Alternative Names: SCG1; CgB; SgI; Secretoneurin 1; Secretogranin 1

Species: Human

Assay Type: Sandwich

Sensitivity: 0.255 ng/mL

Standard: 40 ng/mL

Detection range: 0.63-40 ng/mL

Sample type: serum, plasma, tissue homogenates and other biological fluids

Assay length: 3.5h

Research Area: Neuro science;

Test principle: The test principle applied in this kit is Sandwich enzyme immunoassay. The microtiter plate provided in this kit has been pre-coated with an antibody specific to Human CHGB. Standards or samples are added to the appropriate microtiter plate wells then with a biotin-conjugated antibody specific to Human CHGB. Next, Avidin conjugated to Horseradish Peroxidase (HRP) is added to each microplate well and incubated.

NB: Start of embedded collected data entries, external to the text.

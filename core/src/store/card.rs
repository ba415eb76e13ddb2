use super::{opt_ts, ProgressStore};
use crate::{
    error::{ProgressionError, ProgressionResult},
    model::ArtistCard,
    types::{from_epoch, to_epoch},
};
use rusqlite::{params, OptionalExtension, Row};

const CARD_COLUMNS: &str = "card_id, owner_id, name, genre, current_fame, physical_copies,
     digital_downloads, total_streams, last_daily_update, daily_growth_streak, created_at";

fn card_from_row(row: &Row<'_>) -> rusqlite::Result<ArtistCard> {
    Ok(ArtistCard {
        card_id: row.get(0)?,
        owner_id: row.get(1)?,
        name: row.get(2)?,
        genre: row.get(3)?,
        current_fame: row.get(4)?,
        physical_copies: row.get(5)?,
        digital_downloads: row.get(6)?,
        total_streams: row.get(7)?,
        last_daily_update: opt_ts(row.get(8)?),
        daily_growth_streak: row.get(9)?,
        created_at: from_epoch(row.get(10)?),
    })
}

impl ProgressStore {
    // ── Artist cards ──────────────────────────────────────────────

    pub fn insert_card(&self, c: &ArtistCard) -> ProgressionResult<()> {
        self.conn.execute(
            &format!("INSERT INTO artist_card ({CARD_COLUMNS})
             VALUES (?1, ?2, ?3, ?4, ?5, ?6, ?7, ?8, ?9, ?10, ?11)"),
            params![
                c.card_id,
                c.owner_id,
                c.name,
                c.genre,
                c.current_fame,
                c.physical_copies,
                c.digital_downloads,
                c.total_streams,
                c.last_daily_update.map(to_epoch),
                c.daily_growth_streak,
                to_epoch(c.created_at),
            ],
        )?;
        Ok(())
    }

    pub fn card(&self, card_id: &str) -> ProgressionResult<Option<ArtistCard>> {
        let card = self
            .conn
            .query_row(
                &format!("SELECT {CARD_COLUMNS} FROM artist_card WHERE card_id = ?1"),
                params![card_id],
                card_from_row,
            )
            .optional()?;
        Ok(card)
    }

    pub fn require_card(&self, card_id: &str) -> ProgressionResult<ArtistCard> {
        self.card(card_id)?.ok_or_else(|| ProgressionError::CardNotFound {
            card_id: card_id.to_string(),
        })
    }

    /// Write back the card's economic state. Identity columns never change.
    pub fn save_card(&self, c: &ArtistCard) -> ProgressionResult<()> {
        let changed = self.conn.execute(
            "UPDATE artist_card SET
                current_fame = ?2, physical_copies = ?3, digital_downloads = ?4,
                total_streams = ?5, last_daily_update = ?6, daily_growth_streak = ?7
             WHERE card_id = ?1",
            params![
                c.card_id,
                c.current_fame,
                c.physical_copies,
                c.digital_downloads,
                c.total_streams,
                c.last_daily_update.map(to_epoch),
                c.daily_growth_streak,
            ],
        )?;
        if changed == 0 {
            return Err(ProgressionError::CardNotFound { card_id: c.card_id.clone() });
        }
        Ok(())
    }

    /// Every card id, oldest first. Used by the passive growth pass.
    pub fn all_card_ids(&self) -> ProgressionResult<Vec<String>> {
        let mut stmt = self
            .conn
            .prepare("SELECT card_id FROM artist_card ORDER BY created_at ASC, card_id ASC")?;
        let rows = stmt.query_map([], |row| row.get(0))?;
        rows.collect::<Result<Vec<_>, _>>().map_err(Into::into)
    }

    pub fn cards_for_owner(&self, owner_id: &str) -> ProgressionResult<Vec<ArtistCard>> {
        let mut stmt = self.conn.prepare(&format!(
            "SELECT {CARD_COLUMNS} FROM artist_card WHERE owner_id = ?1
             ORDER BY created_at ASC, card_id ASC"
        ))?;
        let rows = stmt.query_map(params![owner_id], card_from_row)?;
        rows.collect::<Result<Vec<_>, _>>().map_err(Into::into)
    }
}
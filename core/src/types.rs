//! Shared primitive types used across the progression engine.

use chrono::{DateTime, TimeZone, Utc};

/// Account identifier (owned by the excluded auth subsystem).
pub type UserId = String;

/// Artist card identifier.
pub type CardId = String;

/// Release identifier.
pub type ReleaseId = String;

/// Wall-clock instant used for cooldowns, renewals and audit stamps.
pub type Timestamp = DateTime<Utc>;

/// Seconds since the Unix epoch, as persisted in SQLite.
pub fn to_epoch(ts: Timestamp) -> i64 {
    ts.timestamp()
}

/// Inverse of `to_epoch`. Out-of-range values collapse to the epoch.
pub fn from_epoch(secs: i64) -> Timestamp {
    Utc.timestamp_opt(secs, 0).single().unwrap_or_default()
}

After TMB substrate solution is added, only those wells that contain Human CHGB, biotin-conjugated antibody and enzyme-conjugated Avidin will exhibit a change in color. The enzyme-substrate reaction is terminated by the addition of sulphuric acid solution and the color change is measured spectrophotometrically at a wavelength of 450nm ± 10nm. The concentration of Human CHGB in the samples is then determined by comparing the OD of the samples to the standard curve.